Kraemer analyzes how gender provides the historically obfuscating
substructure of diverse texts: Livy's account of the origins of the
Roman Bacchanalia; Philo of Alexandria's envisioning of idealized,
masculinized women philosophers; rabbinic debates about women
studying Torah; Justin Martyr's depiction of an elite Roman matron
who adopts chaste Christian philosophical discipline; the similar
representation of Paul's fictive disciple, Thecla, in the anonymous
Acts of (Paul and) Thecla; Severus of Minorca's depiction of Jewish
women as the last hold-outs against Christian pressures to convert,
and others.
While attentive to arguments that women are largely fictive proxies
in elite male contestations over masculinity, authority, and power,
Kraemer retains her focus on redescribing and explaining women's
religious practices.
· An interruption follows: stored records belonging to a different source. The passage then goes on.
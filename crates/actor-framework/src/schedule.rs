//! # Deferred Work
//!
//! A deadline-ordered queue of jobs. Actors and workers keep one of these next to their
//! receive loop and race `sleep_until(next_due)` against incoming messages, so every
//! delayed mutation runs on the task that owns the state it touches.
//!
//! Jobs due at the same instant fire in the order they were scheduled.

use std::cmp::Ordering;
use std::collections::BinaryHeap;
use std::time::Duration;
use tokio::time::Instant;

/// About thirty years.
const FAR_FUTURE: Duration = Duration::from_secs(86_400 * 365 * 30);

struct Entry<J> {
    due: Instant,
    seq: u64,
    job: J,
}

impl<J> PartialEq for Entry<J> {
    fn eq(&self, other: &Self) -> bool {
        self.due == other.due && self.seq == other.seq
    }
}

impl<J> Eq for Entry<J> {}

impl<J> PartialOrd for Entry<J> {
    fn partial_cmp(&self, other: &Self) -> Option<Ordering> {
        Some(self.cmp(other))
    }
}

impl<J> Ord for Entry<J> {
    // Reversed: BinaryHeap is a max-heap and we want the earliest deadline on top.
    fn cmp(&self, other: &Self) -> Ordering {
        other
            .due
            .cmp(&self.due)
            .then_with(|| other.seq.cmp(&self.seq))
    }
}

/// Jobs waiting for their deadline.
pub struct DeferredQueue<J> {
    heap: BinaryHeap<Entry<J>>,
    next_seq: u64,
}

impl<J> Default for DeferredQueue<J> {
    fn default() -> Self {
        Self::new()
    }
}

impl<J> DeferredQueue<J> {
    pub fn new() -> Self {
        Self {
            heap: BinaryHeap::new(),
            next_seq: 0,
        }
    }

    /// Schedules `job` to fire `after` from now. A delay past the clock's range parks
    /// the job at the far end of it.
    pub fn schedule(&mut self, after: Duration, job: J) {
        let now = Instant::now();
        let due = now.checked_add(after).unwrap_or_else(|| now + FAR_FUTURE);
        self.schedule_at(due, job);
    }

    pub fn schedule_at(&mut self, due: Instant, job: J) {
        let seq = self.next_seq;
        self.next_seq += 1;
        self.heap.push(Entry { due, seq, job });
    }

    /// Deadline of the earliest pending job.
    pub fn next_due(&self) -> Option<Instant> {
        self.heap.peek().map(|e| e.due)
    }

    /// Removes and returns the earliest job if it is due at `now`.
    pub fn pop_due(&mut self, now: Instant) -> Option<J> {
        if self.next_due()? <= now {
            self.heap.pop().map(|e| e.job)
        } else {
            None
        }
    }

    pub fn len(&self) -> usize {
        self.heap.len()
    }

    pub fn is_empty(&self) -> bool {
        self.heap.is_empty()
    }
}

/// Sleeps until `due`, or forever when nothing is scheduled.
///
/// Meant for a `tokio::select!` branch next to a receive loop.
pub async fn sleep_until_due(due: Option<Instant>) {
    match due {
        Some(due) => tokio::time::sleep_until(due).await,
        None => std::future::pending::<()>().await,
    }
}

#[cfg(test)]
mod tests {
    use super::*;

    #[tokio::test(start_paused = true)]
    async fn jobs_pop_in_deadline_order() {
        let mut queue = DeferredQueue::new();
        queue.schedule(Duration::from_millis(200), "standard");
        queue.schedule(Duration::from_millis(100), "expedited");
        queue.schedule(Duration::from_millis(100), "expedited-2");

        assert!(queue.pop_due(Instant::now()).is_none());

        tokio::time::advance(Duration::from_millis(150)).await;
        let now = Instant::now();
        assert_eq!(queue.pop_due(now), Some("expedited"));
        assert_eq!(queue.pop_due(now), Some("expedited-2"));
        assert_eq!(queue.pop_due(now), None);
        assert_eq!(queue.len(), 1);

        sleep_until_due(queue.next_due()).await;
        assert_eq!(queue.pop_due(Instant::now()), Some("standard"));
        assert!(queue.is_empty());
    }

    #[tokio::test(start_paused = true)]
    async fn oversized_delay_is_parked_not_overflowed() {
        let mut queue = DeferredQueue::new();
        queue.schedule(Duration::MAX, "never");
        queue.schedule(Duration::from_millis(10), "soon");

        tokio::time::advance(Duration::from_millis(20)).await;
        assert_eq!(queue.pop_due(Instant::now()), Some("soon"));
        assert!(queue.pop_due(Instant::now()).is_none());
        assert!(queue.next_due().is_some_and(|due| due > Instant::now()));
    }
}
She argues that - gender-specific or not -
religious practices in the ancient Mediterranean routinely encoded
and affirmed ideas about gender. As in many cultures, women's
devotion to the divine was both acceptable and encouraged, only so
long as it conformed to pervasive constructions of femininity as
passive, embodied, emotive, insufficiently controlled and
subordinated to masculinity.
Extending her findings beyond the ancient Mediterranean, Kraemer
proposes that, more generally, religion is among the many human
social practices that are both gendered and gendering, constructing
and inscribing gender on human beings and on human actions and
ideas. Her study thus poses significant questions about the
relationships between religions and gender in the modern world.